Selbstbehalttarife: Das lohnt sich für Sie nur, wenn Sie in einem Jahr weniger Behandlungskosten verursachen, als Sie an Prämie von der Kasse zurückbekommen. Das wissen Sie allerdings nicht im Voraus. Sowohl Prämie als auch Selbstbehalt sind nach Einkommen gestaffelt.
Kostenerstattungstarife: Sie erhalten wie ein Privatpatient vom Arzt eine Rechnung, die Sie bezahlen müssen. Nicht alle Behandlungen und Kosten werden jedoch von der Kasse übernommen. Einen Teil der Kosten müssen Sie selber bezahlen. Erst wenige Krankenkassen bieten Wahltarife für die Kostenerstattung an. Der Arzt kann beispielsweise den 2,3-fachen oder sogar den 3,5-fachen Satz der Gebührenordnung für Ärzte in Rechnung stellen. Das liegt weit über dem, was die Krankenkasse normalerweise übernimmt. Erstattet werden grundsätzlich die Behandlungen, die im Leistungskatalog der gesetzlichen Krankenkasse enthalten sind. Eine Kostenerstattung zum Beispiel von Heilpraktikerleistungen oder individuellen Gesundheitsleistungen (IGeL) sind normalerweise ausgeschlossen. Die Kassen können einen solchen Tarif anbieten, müssen es aber nicht. Zusätzlich zum Beitrag ist dafür eine Extraprämie für jede teilnehmende Person zu zahlen. Selbstbehalte sind üblich. Beispiel: Nach Abzug des Kassenanteils der gesetzlichen Krankenversicherung wird ein Zuschusss von 80 Prozent des Rechnungsbetrages gewährt. Der 20-prozentige Eigenanteil bleibt auf maximal 500 Euro beschränkt. Darüber hinaus wird ein Verwaltungskostenabschlag erhoben. Die Angebote der Kassen fallen unterschiedlich aus. Der Wahltarif "Kostenerstattung" dürfte sich nur selten lohnen. Denn der Arzt bekommt lediglich mehr Geld für die Leistung, die Sie sonst auch bekommen, wenn Sie Ihre Chipkarte vorlegen.
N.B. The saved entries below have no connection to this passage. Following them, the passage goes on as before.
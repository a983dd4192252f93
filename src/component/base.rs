//! Shared behaviour of every Composio-backed node
//!
//! Concrete nodes supply their metadata, action table and credentials;
//! credential acquisition, action maps and the base build-config update are
//! provided here.

use std::collections::BTreeSet;
use std::sync::Arc;

use serde_json::{json, Value};
use tracing::debug;

use crate::actions::{ActionDescriptor, ActionMaps};
use crate::build_config::BuildConfig;
use crate::error::{Result, SharePointError};
use crate::fields::{FieldSpec, InputKind};
use crate::selection::ActionSelection;
use crate::toolset::{Credentials, Toolset, ToolsetFactory};

pub const MISSING_API_KEY_TOOLTIP: &str = "Please provide a valid Composio API Key.";

/// Inputs every Composio node carries ahead of its own fields
pub const BASE_INPUTS: &[FieldSpec] = &[
    FieldSpec {
        name: "entity_id",
        display_name: "Entity ID",
        info: "The entity ID for Composio. Usually 'default'.",
        kind: InputKind::MessageText,
        show: true,
        required: false,
        advanced: true,
    },
    FieldSpec {
        name: "api_key",
        display_name: "Composio API Key",
        info: "Refer to https://docs.composio.dev/faq/api_key/api_key",
        kind: InputKind::SecretText,
        show: true,
        required: true,
        advanced: false,
    },
    FieldSpec {
        name: "auth_link",
        display_name: "Authentication Link",
        info: "Click to authenticate with OAuth2",
        kind: InputKind::Link,
        show: false,
        required: false,
        advanced: false,
    },
    FieldSpec {
        name: "action",
        display_name: "Action",
        info: "Select action to pass to the agent",
        kind: InputKind::Dropdown,
        show: true,
        required: true,
        advanced: false,
    },
];

/// Contract between a concrete node and the shared Composio plumbing
pub trait ComposioComponent: Send + Sync {
    /// Composio app slug (e.g., "sharepoint")
    fn app_name(&self) -> &'static str;

    /// The node's action table
    fn actions_data(&self) -> &'static [ActionDescriptor];

    fn api_key(&self) -> &str;

    fn entity_id(&self) -> &str;

    fn action(&self) -> &ActionSelection;

    fn toolset_factory(&self) -> &dyn ToolsetFactory;

    /// Authenticated toolset for one execution
    fn build_wrapper(&self) -> Result<Arc<dyn Toolset>> {
        if self.api_key().is_empty() {
            return Err(SharePointError::MissingApiKey);
        }
        let credentials = Credentials::new(self.api_key(), self.entity_id());
        debug!(app = self.app_name(), ?credentials, "Building toolset");
        self.toolset_factory().build(&credentials)
    }

    fn build_action_maps(&self) -> ActionMaps {
        ActionMaps::from_table(self.actions_data())
    }

    /// Every field referenced by the node's actions
    fn all_fields(&self) -> BTreeSet<&'static str> {
        self.actions_data()
            .iter()
            .flat_map(|action| action.required_fields.iter().copied())
            .collect()
    }

    fn update_build_config(
        &self,
        build_config: BuildConfig,
        field_value: &Value,
        field_name: Option<&str>,
    ) -> BuildConfig {
        update_build_config(self, build_config, field_value, field_name)
    }
}

/// Base build-config update, shared by every node.
///
/// - no API key: clear the auth link, show the missing-key tooltip, empty the
///   action options and hide every action field
/// - API key present: list every action in the dropdown
/// - `action` changed: show exactly the selected action's fields
pub fn update_build_config<C: ComposioComponent + ?Sized>(
    component: &C,
    mut build_config: BuildConfig,
    field_value: &Value,
    field_name: Option<&str>,
) -> BuildConfig {
    let api_key = match field_name {
        Some("api_key") => field_value.as_str().unwrap_or_default(),
        _ => component.api_key(),
    };

    if api_key.is_empty() {
        build_config.set("auth_link", "value", "");
        build_config.set("auth_link", "auth_tooltip", MISSING_API_KEY_TOOLTIP);
        build_config.set("action", "options", json!([]));
        for field in component.all_fields() {
            build_config.set(field, "show", false);
        }
        return build_config;
    }

    let options: Vec<Value> = component
        .actions_data()
        .iter()
        .map(|action| json!({ "name": action.display_name }))
        .collect();
    build_config.set("action", "options", options);
    build_config.set("auth_link", "auth_tooltip", "");

    if field_name == Some("action") {
        let selection = ActionSelection::from_value(field_value);
        let maps = component.build_action_maps();
        let identifier = maps.resolve(&selection);
        let selected = identifier
            .and_then(|key| component.actions_data().iter().find(|a| a.identifier == key));

        for field in component.all_fields() {
            let show = selected.is_some_and(|action| action.required_fields.contains(&field));
            build_config.set(field, "show", show);
        }
        build_config.set(
            "action",
            "helper_text",
            identifier
                .and_then(|key| maps.display_name_for(key))
                .unwrap_or_default(),
        );
    }

    build_config
}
Weitere Wahltarifangebote: Das können beispielsweise Wahltarife sein, welche die Kosten der Unterbringung im Ein- oder Zweibettzimmer oder für ärztlich verordnete Naturarzneimittel beinhalten. Einige dieser Wahltarife haben vom Bundesversicherungsamt (BVA) noch keine Genehmigung erhalten, wenigen wurde sie bisher sogar verweigert. Solche Wahltarife sind eine Art von Zusatzversicherungen, die bislang nur von privaten Krankenversicherern angeboten werden durften.
Bietet Ihre Krankenkasse Zusatzleistungen als Wahltarif an, könnte das eine Möglichkeit sein, wenn Sie aus gesundheitlichen Gründen und/oder Altersgründen keine private Krankenzusatzversicherung abschließen können. Berücksichtigen sollten Sie allerdings, dass Sie für drei Jahre an Kasse und Tarif gebunden sind. Der Zusatzversicherungsschutz muss außerdem nicht lebenslang gelten. Die Kasse kann Wahltarife auch wieder streichen.
Wenn Sie zusätzlichen Krankenversicherungsschutz benötigen, sollten Sie die Angebote Ihrer Krankenkasse mit denen der privaten Krankenversicherer genau vergleichen. Worauf Sie bei privaten Krankenzusatzversicherungen achten sollten, finden Sie in unserem entsprechenden Merkblatt.
Auch ein Vergleich mit Angeboten anderer Krankenkassen kann sinnvoll sein. Allerdings gibt es bisher keine marktübergreifende Auswertung. Zudem könnten diese nur genutzt werden, wenn ein Kassenwechsel erfolgen würde. Bevor Sie Vergleiche anstellen, sollten Sie zuerst überlegen, ob und welchen zusätzlichen Krankenversicherungsschutz Sie tatsächlich benötigen.
Gegen die Zulässigkeit von Wahltarifen der gesetzlichen Krankenkassen haben einige private Krankenversicherer Verfassungsbeschwerde eingelegt. Das Bundesverfassungsgericht hat diese Angebote im Juni 2009 allerdings für verfassungsgemäß angesehen.
Eine kostenfreie Beratung zu den Wahltarifen der gesetzlichen Krankenkassen können Sie beispielsweise von der Unabhängigen Patientenberatung Deutschland (UPD) unter 0800-0117722 erhalten.
Ausblick:
Um das erwartende Defizit von 11 Milliarden Euro auszugleichen, wurde die nächste Gesundheitsreform auf den Weg gebracht. Der Beitragssatz wird ab Januar 2011 von derzeit 14,9 Prozent auf 15,5 Prozent angehoben werden. Weiter soll die bestehende Obergrenze für Zusatzbeiträge der Versicherten entfallen, jedoch wird es einen Sozialausgleich geben.